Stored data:

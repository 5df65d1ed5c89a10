//! api.rs
//! Rutas HTTP: /health, /api/config, /api/mapa, /api/geocercas, /api/zonas,
//! /map/geojson y POST /api/refrescar. El resto se sirve desde `web/` (pagina Leaflet).

use std::sync::Arc;

use axum::{
    extract::State,
    http::{header::CONTENT_TYPE, StatusCode},
    response::{IntoResponse, Response},
    routing::{get, post},
    Json, Router,
};
use serde_json::json;
use tower_http::{compression::CompressionLayer, cors::CorsLayer, services::ServeDir};
use tracing::warn;

use crate::cache::CacheConsultas;
use crate::errors::FuenteError;
use crate::fuente::Fuente;
use crate::mapa::{a_geojson, construir_vista};
use crate::poligonos::construir_poligonos;
use crate::types::{AppCfg, Conjunto, Conjuntos, Poligono, VistaMapa};

#[derive(Clone)]
pub struct ApiState {
    pub cache: Arc<CacheConsultas>,
    pub fuente: Arc<Fuente>,
    pub conjuntos: Arc<Conjuntos>,
    pub cfg: Arc<AppCfg>,
}

pub fn router(state: ApiState) -> Router {
    let web = ServeDir::new(&state.cfg.web_dir);
    Router::new()
        .route("/health", get(|| async { "ok" }))
        .route("/api/config", get(config_mapa))
        .route("/api/mapa", get(mapa))
        .route("/api/geocercas", get(geocercas))
        .route("/api/zonas", get(zonas))
        .route("/map/geojson", get(map_geojson))
        .route("/api/refrescar", post(refrescar))
        .fallback_service(web)
        .with_state(state)
        .layer(CorsLayer::permissive())
        .layer(CompressionLayer::new())
}

/// Fallo de la fuente (BD/CSV): la pagina recibe 502 con el motivo.
#[derive(Debug)]
pub struct ApiError(pub FuenteError);

impl From<FuenteError> for ApiError {
    fn from(e: FuenteError) -> Self { Self(e) }
}

impl IntoResponse for ApiError {
    fn into_response(self) -> Response {
        warn!("fuente: {}", self.0);
        (StatusCode::BAD_GATEWAY, Json(json!({ "error": self.0.to_string() }))).into_response()
    }
}

async fn poligonos_de(st: &ApiState, conjunto: &Conjunto) -> Result<Vec<Poligono>, ApiError> {
    let filas = st.cache.obtener(&st.fuente, conjunto).await?;
    Ok(construir_poligonos(&filas, conjunto.con_color()))
}

async fn vista(st: &ApiState) -> Result<VistaMapa, ApiError> {
    let geo = st.cache.obtener(&st.fuente, &st.conjuntos.geocercas).await?;
    let zon = st.cache.obtener(&st.fuente, &st.conjuntos.zonas).await?;
    Ok(construir_vista(&geo, &zon, &st.cfg))
}

/// Centro y zoom por defecto; no toca la fuente, sirve aunque la BD este caida.
pub async fn config_mapa(State(st): State<ApiState>) -> Json<serde_json::Value> {
    Json(json!({ "centro_default": st.cfg.centro_default, "zoom": st.cfg.zoom }))
}

pub async fn mapa(State(st): State<ApiState>) -> Result<Json<VistaMapa>, ApiError> {
    Ok(Json(vista(&st).await?))
}

pub async fn geocercas(State(st): State<ApiState>) -> Result<Json<Vec<Poligono>>, ApiError> {
    Ok(Json(poligonos_de(&st, &st.conjuntos.geocercas).await?))
}

pub async fn zonas(State(st): State<ApiState>) -> Result<Json<Vec<Poligono>>, ApiError> {
    Ok(Json(poligonos_de(&st, &st.conjuntos.zonas).await?))
}

/// FeatureCollection con content-type geo+json.
pub async fn map_geojson(State(st): State<ApiState>) -> Result<Response, ApiError> {
    let fc = a_geojson(&vista(&st).await?);
    let body = serde_json::to_string(&fc).unwrap_or("{\"type\":\"FeatureCollection\",\"features\":[]}".into());
    Ok(([(CONTENT_TYPE, "application/geo+json; charset=utf-8")], body).into_response())
}

/// Vacia la cache; la siguiente peticion vuelve a la BD.
pub async fn refrescar(State(st): State<ApiState>) -> impl IntoResponse {
    let n = st.cache.invalidar_todo().await;
    Json(json!({ "invalidadas": n }))
}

### Work to complete
Determine which lines above include the word "sirve", and report those lines in full.

### Final answer
//! /map/geojson y POST /api/refrescar. El resto se sirve desde `web/` (pagina Leaflet).
/// Centro y zoom por defecto; no toca la fuente, sirve aunque la BD este caida.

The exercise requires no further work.